Brilliant! Sorry it took you so long and a FAIL to find DM. They're fantastic boxes. Good thing about going that small is that it will settle nicely atop the wineador that's in your future. hehe

You will NOT be disappointed. Remember, though, pichers, or it never happened.


----------



## AndyJCL (Jan 3, 2013)

Herf N Turf said:


> Good thing about going that small is that it will settle nicely atop the wineador that's in your future.


Listen to this wise man!



I too started off thinking that I was only going to buy a few sticks.
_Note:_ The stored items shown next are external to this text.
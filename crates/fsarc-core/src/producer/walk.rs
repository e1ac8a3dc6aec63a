//! The recursive directory walk that drives `savefs`/`savedir`: for every
//! entry, build its `ObJt` header (preorder — a directory's own header is
//! emitted before its children), then either recurse, enqueue a
//! footer-terminated stream of data blocks, or hand the file's bytes to
//! the small-file coalescer.
//!
//! Cross-device handling: when walking a single filesystem (`dev_filter`
//! is `Some`), a directory entry whose
//! `st_dev` differs is archived as an empty mountpoint placeholder and not
//! recursed into, except `/dev` under `-A` (live backup) so device nodes
//! created by the running kernel aren't lost. `savedir` passes
//! `dev_filter: None` and happily crosses filesystem boundaries.

use std::fs;
use std::io::Read;
use std::os::unix::fs::MetadataExt;
use std::path::{Path, PathBuf};

use md5::{Digest, Md5};

use fsarc_attr::AttributeRecord;
use fsarc_dtyp::{keys, FsId, ObjectType, Section, FILEFLAGS_SPARSE};
use fsarc_queue::{BlockInfo, Coalescer, HardlinkMap, ItemQueue, ItemStatus};
use fsarc_wire::Magic;

use crate::config::SaveOptions;
use crate::context::Context;
use crate::error::{Error, Result};
use crate::producer::object::build_object;
use crate::stats::{ObjectClass, Stats};

pub struct WalkCtx<'a> {
    pub queue: &'a ItemQueue,
    pub stats: &'a Stats,
    pub hardlinks: &'a mut HardlinkMap,
    pub coalescer: &'a mut Coalescer,
    pub fs_id: FsId,
    pub block_size: usize,
    pub options: &'a SaveOptions,
    pub run: &'a Context,
    pub winattr_capable: bool,
    next_object_id: u64,
}

impl<'a> WalkCtx<'a> {
    pub fn new(
        queue: &'a ItemQueue,
        stats: &'a Stats,
        hardlinks: &'a mut HardlinkMap,
        coalescer: &'a mut Coalescer,
        fs_id: FsId,
        block_size: usize,
        options: &'a SaveOptions,
        run: &'a Context,
        winattr_capable: bool,
    ) -> Self {
        Self {
            queue,
            stats,
            hardlinks,
            coalescer,
            fs_id,
            block_size,
            options,
            run,
            winattr_capable,
            next_object_id: 0,
        }
    }

    fn next_id(&mut self) -> u64 {
        let id = self.next_object_id;
        self.next_object_id += 1;
        id
    }
}

/// Walks `root` (archive root, used to compute relative paths) starting at
/// `rel` ("" for the root itself), recursing into `dev_filter`-matching
/// subdirectories (or everywhere, when `dev_filter` is `None`).
pub fn walk_directory(root: &Path, rel: &str, dev_filter: Option<u64>, ctx: &mut WalkCtx) -> Result<()> {
    if ctx.run.is_aborted() {
        return Err(Error::Aborted);
    }

    let full_dir = join_rel(root, rel);
    let entries = match fs::read_dir(&full_dir) {
        Ok(it) => it,
        Err(e) => {
            log::warn!("cannot open directory {}: {e}", full_dir.display());
            return Ok(());
        }
    };

    // The directory's own header, emitted on entry.
    emit_object(rel, &full_dir, ctx)?;

    let mut names: Vec<PathBuf> = entries.filter_map(|e| e.ok().map(|e| e.path())).collect();
    names.sort();

    for entry_path in names {
        if ctx.run.is_aborted() {
            return Err(Error::Aborted);
        }
        let name = entry_path.file_name().unwrap().to_string_lossy().into_owned();
        let child_rel = if rel.is_empty() {
            format!("/{name}")
        } else {
            format!("{rel}/{name}")
        };

        if ctx.options.is_excluded(&child_rel, &name) {
            continue;
        }

        let meta = match fs::symlink_metadata(&entry_path) {
            Ok(m) => m,
            Err(e) => {
                log::warn!("cannot stat {}: {e}", entry_path.display());
                continue;
            }
        };

        let crosses_device = dev_filter.is_some_and(|dev| meta.dev() != dev);

        if meta.is_dir() && crosses_device {
            // Mountpoint boundary: archive the directory itself (so e.g.
            // /dev exists as a mount target) but don't descend, unless
            // this is a live backup of /dev specifically.
            emit_object(&child_rel, &entry_path, ctx)?;
            if ctx.options.allow_mounted_rw && child_rel == "/dev" {
                walk_directory(root, &child_rel, Some(meta.dev()), ctx)?;
            }
            continue;
        }

        if meta.is_dir() {
            walk_directory(root, &child_rel, dev_filter, ctx)?;
        } else {
            emit_object(&child_rel, &entry_path, ctx)?;
        }
    }

    Ok(())
}

fn join_rel(root: &Path, rel: &str) -> PathBuf {
    if rel.is_empty() {
        root.to_path_buf()
    } else {
        root.join(rel.trim_start_matches('/'))
    }
}

/// Builds and dispatches one object's header (and, for regular files, its
/// data). `rel` is `""` only for the archive root itself.
fn emit_object(rel: &str, full_path: &Path, ctx: &mut WalkCtx) -> Result<()> {
    let meta = match fs::symlink_metadata(full_path) {
        Ok(m) => m,
        Err(e) => {
            log::warn!("cannot stat {}: {e}", full_path.display());
            return Ok(());
        }
    };
    let display_rel = if rel.is_empty() { "/" } else { rel };

    let object_id = ctx.next_id();
    let built = match build_object(
        display_rel,
        full_path,
        &meta,
        object_id,
        ctx.hardlinks,
        ctx.winattr_capable,
    ) {
        Ok(b) => b,
        Err(e) => {
            log::error!("cannot build header for {display_rel}: {e}");
            ctx.stats.record(ObjectClass::RegularFile, false);
            return Ok(());
        }
    };

    match built.object_type {
        ObjectType::Dir => {
            ctx.queue.enqueue_header(built.attrs, Magic::Object, ctx.fs_id);
            ctx.stats.record(ObjectClass::Directory, true);
        }
        ObjectType::Symlink => {
            ctx.queue.enqueue_header(built.attrs, Magic::Object, ctx.fs_id);
            ctx.stats.record(ObjectClass::Symlink, true);
        }
        ObjectType::Hardlink => {
            ctx.queue.enqueue_header(built.attrs, Magic::Object, ctx.fs_id);
            ctx.stats.record(ObjectClass::Hardlink, true);
        }
        ObjectType::CharDev | ObjectType::BlockDev | ObjectType::Fifo | ObjectType::Socket => {
            ctx.queue.enqueue_header(built.attrs, Magic::Object, ctx.fs_id);
            ctx.stats.record(ObjectClass::Special, true);
        }
        ObjectType::RegFileUnique => {
            let sparse = built
                .attrs
                .get_u32(Section::StdAttr, keys::FLAGS)
                .is_ok_and(|flags| flags & FILEFLAGS_SPARSE != 0);
            match save_regfile_unique(full_path, meta.len(), built.attrs, sparse, ctx) {
                Ok(()) => ctx.stats.record(ObjectClass::RegularFile, true),
                Err(e) => {
                    log::error!("cannot save {display_rel}: {e}");
                    ctx.stats.record(ObjectClass::RegularFile, false);
                }
            }
        }
        ObjectType::RegFileMulti => match save_regfile_multi(full_path, meta.len(), built.attrs, ctx) {
            Ok(()) => ctx.stats.record(ObjectClass::RegularFile, true),
            Err(e) => {
                log::error!("cannot save {display_rel}: {e}");
                ctx.stats.record(ObjectClass::RegularFile, false);
            }
        },
    }
    Ok(())
}

/// Streams a regular file's content as one header, N data blocks, and an
/// MD5 footer. When `sparse` is set, all-zero blocks are not enqueued at
/// all: the consumer seeks each written block to its recorded `offset` and
/// `set_len`s the file to its declared size at the end, so a skipped block
/// becomes a real hole instead of stored zeros.
fn save_regfile_unique(full_path: &Path, filesize: u64, attrs: AttributeRecord, sparse: bool, ctx: &mut WalkCtx) -> Result<()> {
    let mut file = fs::File::open(full_path).map_err(Error::Io)?;
    ctx.queue.enqueue_header(attrs, Magic::Object, ctx.fs_id);

    let mut hasher = Md5::new();
    let mut filepos = 0u64;
    let mut buf = vec![0u8; ctx.block_size];
    while filepos < filesize {
        let remaining = filesize - filepos;
        let curblocksize = remaining.min(ctx.block_size as u64) as usize;
        buf.resize(curblocksize, 0);

        let mut read_so_far = 0usize;
        while read_so_far < curblocksize {
            match file.read(&mut buf[read_so_far..]) {
                Ok(0) => break,
                Ok(n) => read_so_far += n,
                Err(e) => return Err(Error::Io(e)),
            }
        }
        if read_so_far < curblocksize {
            log::warn!(
                "{} has been truncated since it was stat'd: padding the rest with zeros",
                full_path.display()
            );
            buf[read_so_far..].fill(0);
        }
        hasher.update(&buf);

        if sparse && buf.iter().all(|&b| b == 0) {
            filepos += curblocksize as u64;
            continue;
        }

        let block = BlockInfo {
            fs_id: ctx.fs_id,
            offset: filepos,
            real_size: curblocksize as u64,
            data: buf.clone(),
            compress_algo: fsarc_codec::CompressAlgo::None,
            encrypt_algo: fsarc_codec::EncryptAlgo::None,
            archive_bytes: Vec::new(),
            archive_checksum: 0,
            corrupt: false,
        };
        ctx.queue.enqueue_block(block, ItemStatus::Todo);
        filepos += curblocksize as u64;
    }

    if filesize > 0 {
        let digest = hasher.finalize();
        let mut footer = AttributeRecord::new();
        footer.add_bytes(Section::StdAttr, keys::MD5SUM, digest.to_vec())?;
        ctx.queue.enqueue_header(footer, Magic::FileFooter, ctx.fs_id);
    }

    Ok(())
}

/// Reads a small file's content fully into memory and hands it to the
/// coalescer, flushing first if it wouldn't fit.
fn save_regfile_multi(full_path: &Path, filesize: u64, mut attrs: AttributeRecord, ctx: &mut WalkCtx) -> Result<()> {
    let mut data = vec![0u8; filesize as usize];
    let mut file = fs::File::open(full_path).map_err(Error::Io)?;
    if let Err(e) = file.read_exact(&mut data) {
        log::warn!("{} truncated while reading small file: {e}", full_path.display());
    }

    let digest = {
        let mut hasher = Md5::new();
        hasher.update(&data);
        hasher.finalize()
    };
    attrs.add_bytes(Section::StdAttr, keys::MD5SUM, digest.to_vec())?;

    if !ctx.coalescer.can_fit(data.len()) {
        ctx.coalescer.flush(ctx.queue, ctx.fs_id);
    }
    ctx.coalescer.add(attrs, &data);
    Ok(())
}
Don't fight the inevitable :wink:

ps. excuse the hygrometer readings, I had the wineador open to reconfigure a few things prior to taking this pic.


----------



## smknjoecool (Oct 11, 2013)

I will definitely post pics when I get it. With or without sticks? Hmm...

Andy, I have been reading enough around here to know that Don's handle really reads: Socrates of the Leaf

And dammit Andy, why did you post that pic!? That wineador is not_ that _much bigger than the humidor and would be less than a second DM.


----------



## smknjoecool (Oct 11, 2013)

Alright, I have a couple of 65% Boveda packs and some Ziplock bags. I can finally drop the POS off at UPS. After I season the DM can I use the stock humidifier without too much issue? I know that it's not recommended when using a cheaper brand, but I thought that maybe the DM humidifiers were better.

On a different note, I am intrigued by the wine coolers. I might consider one if I dive deeper into this hobby. Most of the ones I see don't have locks. Is it difficult to find good ones with locks?


----------



## AndyJCL (Jan 3, 2013)

smknjoecool said:


> Alright, I have a couple of 65% Boveda packs and some Ziplock bags. I can finally drop the POS off at UPS. After I season the DM can I use the stock humidifier without too much issue? I know that it's not recommended when using a cheaper brand, but I thought that maybe the DM humidifiers were better.
> 
> On a different note, I am intrigued by the wine coolers. I might consider one if I dive deeper into this hobby. Most of the ones I see don't have locks. Is it difficult to find good ones with locks?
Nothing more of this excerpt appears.